5.1.1. Introduction

This document is not part of the CellML specification. It gives a suggested interpretation of resets, and involves adding some rules and restrictions on the mathematics described by a CellML document. It is perfectly valid for a CellML model to break these rules and/or go beyond these restrictions. In that case, the interpretation given here may not hold.

For the purposes of this document, we use the term “variable” to mean “the mathematical variable represented by a connected variable set” (see {number} {name}) A model’s variables can be divided into four sets:

  • The variable or variables of integration, \(t\). These are defined as all variables which appear inside the MathML <bvar> element inside a <diff>.

  • The state variables, \(x\). These are defined as all variables for which an initial value is defined.

  • The constant variables (or parameters), \(p\).

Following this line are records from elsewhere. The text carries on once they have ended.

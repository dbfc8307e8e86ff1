//! Email body types and raw message parsing.

use mail_parser::{HeaderValue, MessageParser, MimeHeaders, PartType};
use serde::{Deserialize, Serialize};

use crate::channels::channel::{FetchedEmail, MessageHandle};
use crate::error::MailboxError;
use crate::pipeline::types::ThreadHeaders;

/// One leaf MIME part, reduced to what text selection needs.
#[derive(Debug, Clone, PartialEq, Eq, Serialize, Deserialize)]
pub struct BodyPart {
    /// Lower-cased `type/subtype`, e.g. `text/plain`.
    pub mime_type: String,
    /// Content-Disposition is `attachment`.
    pub attachment: bool,
    /// Decoded text for textual parts; `None` for binary parts.
    pub text: Option<String>,
}

impl BodyPart {
    pub fn text(mime_type: &str, text: &str) -> Self {
        Self {
            mime_type: mime_type.to_string(),
            attachment: false,
            text: Some(text.to_string()),
        }
    }

    pub fn as_attachment(mut self) -> Self {
        self.attachment = true;
        self
    }

    fn is_plain(&self) -> bool {
        self.mime_type == "text/plain"
    }

    fn is_html(&self) -> bool {
        self.mime_type == "text/html"
    }
}

/// Shape of a message body.
#[derive(Debug, Clone, PartialEq, Eq, Serialize, Deserialize)]
#[serde(tag = "shape", rename_all = "snake_case")]
pub enum MessageBody {
    SinglePart(BodyPart),
    MultiPart(Vec<BodyPart>),
}

/// No usable text part in a message body.
#[derive(Debug, Clone, PartialEq, Eq, thiserror::Error)]
#[error("message has no readable text part")]
pub struct NoTextPart;

impl MessageBody {
    /// Readable text of the body.
    ///
    /// Multipart bodies pick the first non-attachment `text/plain` part, then
    /// the first non-attachment `text/html` part. HTML is flattened with line
    /// breaks preserved.
    pub fn extract_text(&self) -> Result<String, NoTextPart> {
        match self {
            Self::SinglePart(part) => match &part.text {
                Some(text) if part.is_html() => Ok(html_to_text(text)),
                Some(text) if part.mime_type.starts_with("text/") => Ok(text.clone()),
                _ => Err(NoTextPart),
            },
            Self::MultiPart(parts) => {
                let inline = || parts.iter().filter(|p| !p.attachment);
                if let Some(text) = inline().find(|p| p.is_plain()).and_then(|p| p.text.as_ref()) {
                    return Ok(text.clone());
                }
                if let Some(html) = inline().find(|p| p.is_html()).and_then(|p| p.text.as_ref()) {
                    return Ok(html_to_text(html));
                }
                Err(NoTextPart)
            }
        }
    }
}

/// Flatten HTML to text, keeping one output line per `<br>`, paragraph,
/// div, table row or list item. Table cells are separated by a space and
/// `<style>`/`<script>` contents are dropped.
pub fn html_to_text(html: &str) -> String {
    let mut out = String::with_capacity(html.len());
    let mut tag = String::new();
    let mut in_tag = false;
    let mut hidden = false;

    for ch in html.chars() {
        match ch {
            '<' => {
                in_tag = true;
                tag.clear();
            }
            '>' if in_tag => {
                in_tag = false;
                let self_closing = tag.trim_end().ends_with('/');
                match tag_name(&tag).as_str() {
                    "style" | "script" if !self_closing => hidden = true,
                    "/style" | "/script" => hidden = false,
                    "/td" | "/th" if !hidden => out.push(' '),
                    name if !hidden && breaks_line(name) => out.push('\n'),
                    _ => {}
                }
            }
            _ if in_tag => tag.push(ch),
            _ if hidden => {}
            _ => out.push(ch),
        }
    }

    out.replace("&nbsp;", " ")
        .replace("&lt;", "<")
        .replace("&gt;", ">")
        .replace("&quot;", "\"")
        .replace("&amp;", "&")
}

/// Lower-cased tag name, with a leading `/` kept for end tags.
fn tag_name(tag: &str) -> String {
    tag.trim()
        .trim_end_matches('/')
        .split_whitespace()
        .next()
        .unwrap_or("")
        .to_ascii_lowercase()
}

fn breaks_line(name: &str) -> bool {
    matches!(
        name,
        "br" | "/p" | "/div" | "/tr" | "/li" | "/h1" | "/h2" | "/h3" | "/pre"
    )
}

/// Parse fetched RFC 822 bytes into a `FetchedEmail`.
pub fn parse_raw_email(handle: &MessageHandle, raw: &[u8]) -> Result<FetchedEmail, MailboxError> {
    let parsed = MessageParser::default()
        .parse(raw)
        .ok_or_else(|| MailboxError::Parse {
            uid: handle.to_string(),
        })?;

    let subject = parsed.subject().unwrap_or_default().to_string();
    let sender = parsed
        .from()
        .and_then(|addr| addr.first())
        .and_then(|a| a.address())
        .map(|s| s.to_string())
        .unwrap_or_else(|| "unknown".into());
    let message_id = parsed.message_id().map(|s| s.to_string());

    let thread = ThreadHeaders {
        in_reply_to: header_texts(parsed.in_reply_to()).into_iter().next(),
        references: header_texts(parsed.references()),
    };

    Ok(FetchedEmail {
        handle: handle.clone(),
        message_id,
        sender,
        subject,
        thread,
        body: body_shape(&parsed),
    })
}

fn header_texts(value: &HeaderValue<'_>) -> Vec<String> {
    match value {
        HeaderValue::Text(text) => vec![text.to_string()],
        HeaderValue::TextList(list) => list.iter().map(|t| t.to_string()).collect(),
        _ => Vec::new(),
    }
}

fn body_shape(parsed: &mail_parser::Message<'_>) -> MessageBody {
    let is_container = |part: &mail_parser::MessagePart<'_>| matches!(part.body, PartType::Multipart(_));

    // Leaves in depth-first order, the same order a MIME walk visits them.
    let mut leaves = parsed
        .parts
        .iter()
        .filter(|part| !is_container(part))
        .map(to_body_part);

    if parsed.parts.first().is_some_and(|root| is_container(root)) {
        MessageBody::MultiPart(leaves.collect())
    } else {
        match leaves.next() {
            Some(single) => MessageBody::SinglePart(single),
            None => MessageBody::MultiPart(Vec::new()),
        }
    }
}

fn to_body_part(part: &mail_parser::MessagePart<'_>) -> BodyPart {
    let (default_type, text) = match &part.body {
        PartType::Text(text) => ("text/plain", Some(text.to_string())),
        PartType::Html(html) => ("text/html", Some(html.to_string())),
        _ => ("application/octet-stream", None),
    };

    let mime_type = MimeHeaders::content_type(part)
        .map(|ct| match ct.subtype() {
            Some(sub) => format!("{}/{}", ct.ctype(), sub),
            None => ct.ctype().to_string(),
        })
        .unwrap_or_else(|| default_type.to_string())
        .to_ascii_lowercase();

    let attachment = MimeHeaders::content_disposition(part)
        .is_some_and(|cd| cd.ctype().eq_ignore_ascii_case("attachment"));

    BodyPart {
        mime_type,
        attachment,
        text,
    }
}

These are all variables which are not in \((x, t)\), and whose values do not depend on any other variable.

  • The derived variables, \(z\). The variables that are not in \((x, t, p)\).

5.1.1.1. Some extra restrictions

  • None of the variables can have boolean values.

  • The variables in \(t\) must not be constrained by the model equations or resets: they must be free variables.

  • Any variable for which a derivative is used (i.e.: the variables in a <diff> but not in its <bvar>) must define an initial value.

  • The model must not be overdefined or underdefined.

  • The sets \(t, x, z\) and \(p\) must not overlap.

Note that, while some of the most biologically interesting variables are found be in \(z\), for the purposes of evaluating the system trajectory they are simply functions of \((x, t, p)\). For the sake of clarity we can omit them and could, for example, specify a function of the model’s state as \(f(x, t, p)\) instead of \(f(x, t, p, g(x, t, p))\).